---------- INPUT RECORDS

//! Custom widgets for the TUI

pub mod badge;
pub mod chat_panel;
pub mod input_box;
pub mod marquee;
pub mod message_list;
pub mod spinner;

pub use badge::StatusBadge;
pub use chat_panel::{ChatPanel, PanelLayout};
pub use input_box::InputBox;
pub use marquee::Marquee;
pub use message_list::MessageList;
pub use spinner::{Spinner, TypingIndicator};
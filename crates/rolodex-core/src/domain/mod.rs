pub mod authorization;
pub mod contact;
pub mod group;
pub mod phone;

pub use authorization::AuthorizationStatus;
pub use contact::{compose_full_name, Contact, ContactUpdate, NewContact};
pub use group::ContactGroup;
pub use phone::{normalize_phone, phone_match_suffix};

--------------------

Repeat the whole listing verbatim.

TASK RESULT:
//! Custom widgets for the TUI

pub mod badge;
pub mod chat_panel;
pub mod input_box;
pub mod marquee;
pub mod message_list;
pub mod spinner;

pub use badge::StatusBadge;
pub use chat_panel::{ChatPanel, PanelLayout};
pub use input_box::InputBox;
pub use marquee::Marquee;
pub use message_list::MessageList;
pub use spinner::{Spinner, TypingIndicator};
filename crates/rolodex-core/src/domain/mod.rs
pub mod authorization;
pub mod contact;
pub mod group;
pub mod phone;

pub use authorization::AuthorizationStatus;
pub use contact::{compose_full_name, Contact, ContactUpdate, NewContact};
pub use group::ContactGroup;
pub use phone::{normalize_phone, phone_match_suffix};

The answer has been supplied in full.